Since July 2002, the German headquarters of the Universal Music corporation has been located at Stralauer Allee 1, in a former Eierkühlhaus (egg cold-storage warehouse), which was built in 1928/1929 and designed by the Dresden's building officer, Oskar Pusch. The functional and heritage-protected façade of this former refrigerated warehouse features elements of Bauhaus architecture: 25 cm thick brickwork walls with diamond-shaped decorative patterns made of clinker bricks and molded ceilings. After being closed down, the Berlin Harbor and Warehouse Corporation (Berliner Hafen- und Lagerhausgesellschaft, or BEHALA) decided in 1992 to put the Eierkühlhaus and the neighboring granary (see below) to new use. There were plans, in 1995, to connect the two buildings into one complex and to use it as a "Business Design Center," which was nevertheless not brought to fruition.

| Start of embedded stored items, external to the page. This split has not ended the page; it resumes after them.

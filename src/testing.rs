// Copyright (c) 2025, The Ruskit Authors
// MIT License
// All rights reserved.

//! Test doubles shared by the unit tests.

use crate::{
    channel::{Connector, FailureNotifier, Session},
    consumer::{ConsumerConfig, QosConfig},
    delivery::{Acknowledger, Delivery, DeliveryStream},
    dispatcher::ConsumerHandler,
    errors::AmqpError,
    exchange::ExchangeSpec,
    publisher::ProducerConfig,
    queue::{BindSpec, QueueInfo, QueueSpec},
};
use async_trait::async_trait;
use futures_util::{stream, StreamExt};
use lapin::BasicProperties;
use opentelemetry::Context;
use std::{
    collections::VecDeque,
    sync::{
        atomic::{AtomicBool, AtomicUsize, Ordering},
        Arc, Mutex,
    },
    time::Duration,
};
use tokio::sync::mpsc;

#[derive(Default)]
pub(crate) struct CountingAcker {
    acks: AtomicUsize,
    nacks: AtomicUsize,
}

impl CountingAcker {
    pub(crate) fn acks(&self) -> usize {
        self.acks.load(Ordering::SeqCst)
    }

    pub(crate) fn nacks(&self) -> usize {
        self.nacks.load(Ordering::SeqCst)
    }
}

#[async_trait]
impl Acknowledger for CountingAcker {
    async fn ack(&self, _multiple: bool) -> Result<(), AmqpError> {
        self.acks.fetch_add(1, Ordering::SeqCst);
        Ok(())
    }

    async fn nack(&self, _multiple: bool, _requeue: bool) -> Result<(), AmqpError> {
        self.nacks.fetch_add(1, Ordering::SeqCst);
        Ok(())
    }

    async fn reject(&self, _requeue: bool) -> Result<(), AmqpError> {
        self.nacks.fetch_add(1, Ordering::SeqCst);
        Ok(())
    }
}

pub(crate) fn delivery(tag: u64, payload: &[u8]) -> (Delivery, Arc<CountingAcker>) {
    let acker = Arc::new(CountingAcker::default());
    let delivery = Delivery::new(
        tag,
        "",
        "orders",
        false,
        BasicProperties::default(),
        payload.to_vec(),
        acker.clone(),
    );

    (delivery, acker)
}

/// Records payloads, and acks them when `ack` is set.
pub(crate) struct RecordingHandler {
    ack: bool,
    payloads: Mutex<Vec<Vec<u8>>>,
}

impl RecordingHandler {
    pub(crate) fn new(ack: bool) -> Arc<RecordingHandler> {
        Arc::new(RecordingHandler {
            ack,
            payloads: Mutex::new(vec![]),
        })
    }

    pub(crate) fn handled(&self) -> usize {
        self.payloads.lock().unwrap().len()
    }

    pub(crate) fn payloads(&self) -> Vec<Vec<u8>> {
        self.payloads.lock().unwrap().clone()
    }
}

#[async_trait]
impl ConsumerHandler for RecordingHandler {
    async fn handle(&self, _ctx: &Context, delivery: &Delivery) -> Result<(), AmqpError> {
        self.payloads.lock().unwrap().push(delivery.data.clone());
        if self.ack {
            delivery.ack().await?;
        }
        Ok(())
    }
}

/// In-memory session whose closure and deliveries are driven by the test.
#[derive(Default)]
pub(crate) struct FakeSession {
    notifiers: Mutex<Vec<FailureNotifier>>,
    deliveries: Mutex<Vec<(String, mpsc::UnboundedSender<Result<Delivery, AmqpError>>)>>,
    consumes: AtomicUsize,
    cancelled: Mutex<Vec<String>>,
    closed_on_register: AtomicBool,
    published: Mutex<Vec<(ProducerConfig, Vec<u8>, BasicProperties)>>,
    stall_publish: AtomicBool,
    closed: AtomicBool,
}

impl FakeSession {
    pub(crate) fn consumes(&self) -> usize {
        self.consumes.load(Ordering::SeqCst)
    }

    pub(crate) fn is_closed(&self) -> bool {
        self.closed.load(Ordering::SeqCst)
    }

    pub(crate) fn cancelled(&self) -> Vec<String> {
        self.cancelled.lock().unwrap().clone()
    }

    pub(crate) fn stall_publish(&self) {
        self.stall_publish.store(true, Ordering::SeqCst);
    }

    pub(crate) fn published(&self) -> Vec<(ProducerConfig, Vec<u8>, BasicProperties)> {
        self.published.lock().unwrap().clone()
    }

    /// Feeds a delivery to every open subscription.
    pub(crate) fn deliver(&self, delivery: Delivery) {
        for (_, tx) in self.deliveries.lock().unwrap().iter() {
            let _ = tx.send(Ok(delivery.clone()));
        }
    }

    /// Simulates the broker closing both the connection and the channel.
    pub(crate) fn drop_connection(&self) {
        self.deliveries.lock().unwrap().clear();
        for notifier in self.notifiers.lock().unwrap().iter() {
            notifier.notify(AmqpError::ConnectionClosed("CONNECTION_FORCED".to_owned()));
            notifier.notify(AmqpError::ChannelClosed("CONNECTION_FORCED".to_owned()));
        }
    }
}

#[async_trait]
impl Session for FakeSession {
    async fn queue_declare(&self, spec: &QueueSpec) -> Result<QueueInfo, AmqpError> {
        Ok(QueueInfo {
            name: spec.name.clone(),
            ..Default::default()
        })
    }

    async fn queue_bind(
        &self,
        _queue: &str,
        _bind: &BindSpec,
        _no_wait: bool,
    ) -> Result<(), AmqpError> {
        Ok(())
    }

    async fn exchange_declare(&self, _spec: &ExchangeSpec) -> Result<(), AmqpError> {
        Ok(())
    }

    async fn basic_qos(&self, _qos: &QosConfig) -> Result<(), AmqpError> {
        Ok(())
    }

    async fn basic_consume(&self, cfg: &ConsumerConfig) -> Result<DeliveryStream, AmqpError> {
        let (tx, rx) = mpsc::unbounded_channel();
        self.deliveries
            .lock()
            .unwrap()
            .push((cfg.consumer_tag.clone(), tx));
        self.consumes.fetch_add(1, Ordering::SeqCst);

        Ok(stream::unfold(rx, |mut rx| async move {
            rx.recv().await.map(|item| (item, rx))
        })
        .boxed())
    }

    async fn basic_cancel(&self, consumer_tag: &str) -> Result<(), AmqpError> {
        if self.closed.load(Ordering::SeqCst) {
            return Err(AmqpError::ConsumerError("channel closed".to_owned()));
        }

        self.deliveries
            .lock()
            .unwrap()
            .retain(|(tag, _)| tag != consumer_tag);
        self.cancelled.lock().unwrap().push(consumer_tag.to_owned());
        Ok(())
    }

    async fn basic_publish(
        &self,
        cfg: &ProducerConfig,
        payload: &[u8],
        properties: BasicProperties,
    ) -> Result<(), AmqpError> {
        if self.stall_publish.load(Ordering::SeqCst) {
            std::future::pending::<()>().await;
        }

        self.published
            .lock()
            .unwrap()
            .push((cfg.clone(), payload.to_vec(), properties));
        Ok(())
    }

    async fn close(&self) -> Result<(), AmqpError> {
        self.closed.store(true, Ordering::SeqCst);
        self.deliveries.lock().unwrap().clear();
        Ok(())
    }

    fn on_failure(&self, notifier: FailureNotifier) {
        if self.closed_on_register.load(Ordering::SeqCst) {
            notifier.notify(AmqpError::ChannelClosed("CONNECTION_FORCED".to_owned()));
        }
        self.notifiers.lock().unwrap().push(notifier);
    }
}

#[derive(Debug, Clone, Copy, PartialEq, Eq)]
enum Dial {
    Refused,
    /// Opens a session that reports closure as soon as listeners are attached.
    ClosedOnRegister,
}

/// Connector that succeeds unless a failure was scripted for the next dial.
#[derive(Default)]
pub(crate) struct FakeConnector {
    script: Mutex<VecDeque<Dial>>,
    dials: AtomicUsize,
    sessions: Mutex<Vec<Arc<FakeSession>>>,
    dial_delay: Mutex<Option<Duration>>,
}

impl FakeConnector {
    pub(crate) fn new() -> Arc<FakeConnector> {
        Arc::new(FakeConnector::default())
    }

    /// Queues `count` failing dials.
    pub(crate) fn fail_next(&self, count: usize) {
        let mut script = self.script.lock().unwrap();
        for _ in 0..count {
            script.push_back(Dial::Refused);
        }
    }

    /// Queues a dial whose session dies before the supervisor can use it.
    pub(crate) fn close_next_on_register(&self) {
        self.script.lock().unwrap().push_back(Dial::ClosedOnRegister);
    }

    pub(crate) fn remaining_failures(&self) -> usize {
        self.script
            .lock()
            .unwrap()
            .iter()
            .filter(|dial| **dial == Dial::Refused)
            .count()
    }

    pub(crate) fn set_dial_delay(&self, delay: Duration) {
        *self.dial_delay.lock().unwrap() = Some(delay);
    }

    pub(crate) fn dials(&self) -> usize {
        self.dials.load(Ordering::SeqCst)
    }

    pub(crate) fn session(&self, index: usize) -> Arc<FakeSession> {
        self.sessions.lock().unwrap()[index].clone()
    }

    pub(crate) fn sessions(&self) -> usize {
        self.sessions.lock().unwrap().len()
    }
}

#[async_trait]
impl Connector for FakeConnector {
    async fn dial(&self, _uri: &str, _connection_name: &str) -> Result<Arc<dyn Session>, AmqpError> {
        self.dials.fetch_add(1, Ordering::SeqCst);

        let delay = *self.dial_delay.lock().unwrap();
        if let Some(delay) = delay {
            tokio::time::sleep(delay).await;
        }

        let dial = self.script.lock().unwrap().pop_front();
        if dial == Some(Dial::Refused) {
            return Err(AmqpError::ConnectionError("connection refused".to_owned()));
        }

        let session = Arc::new(FakeSession::default());
        if dial == Some(Dial::ClosedOnRegister) {
            session.closed.store(true, Ordering::SeqCst);
            session.closed_on_register.store(true, Ordering::SeqCst);
        }
        self.sessions.lock().unwrap().push(session.clone());
        Ok(session)
    }
}

/// Polls `cond` in virtual time until it holds.
pub(crate) async fn wait_until(mut cond: impl FnMut() -> bool) {
    for _ in 0..20_000 {
        if cond() {
            return;
        }
        tokio::time::sleep(Duration::from_millis(50)).await;
    }
    panic!("condition not reached");
}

From 2000 to 2002, the cold-storage warehouse was converted into an office and commercial building by the Berlin architect Reinhard Müller. It was in doing so that the originally closed façade of the building was opened on three sides and furnished with a glass curtain wall. Only the northwest side facing the Oberbaumbrücke still features a closed brick wall. The historical style elements of the windows, barrel-vault ceilings and walls have survived. Originally, in the interest of historical preservation, there were plans to cover the window panes in screened diamond shapes to continue the pattern from the brickwork and to achieve the impression of a continuous façade. Due to problems with the lighting of interior spaces, this was ultimately abandoned. Aside from Universal Music, various other media and service industry businesses have moved into the building.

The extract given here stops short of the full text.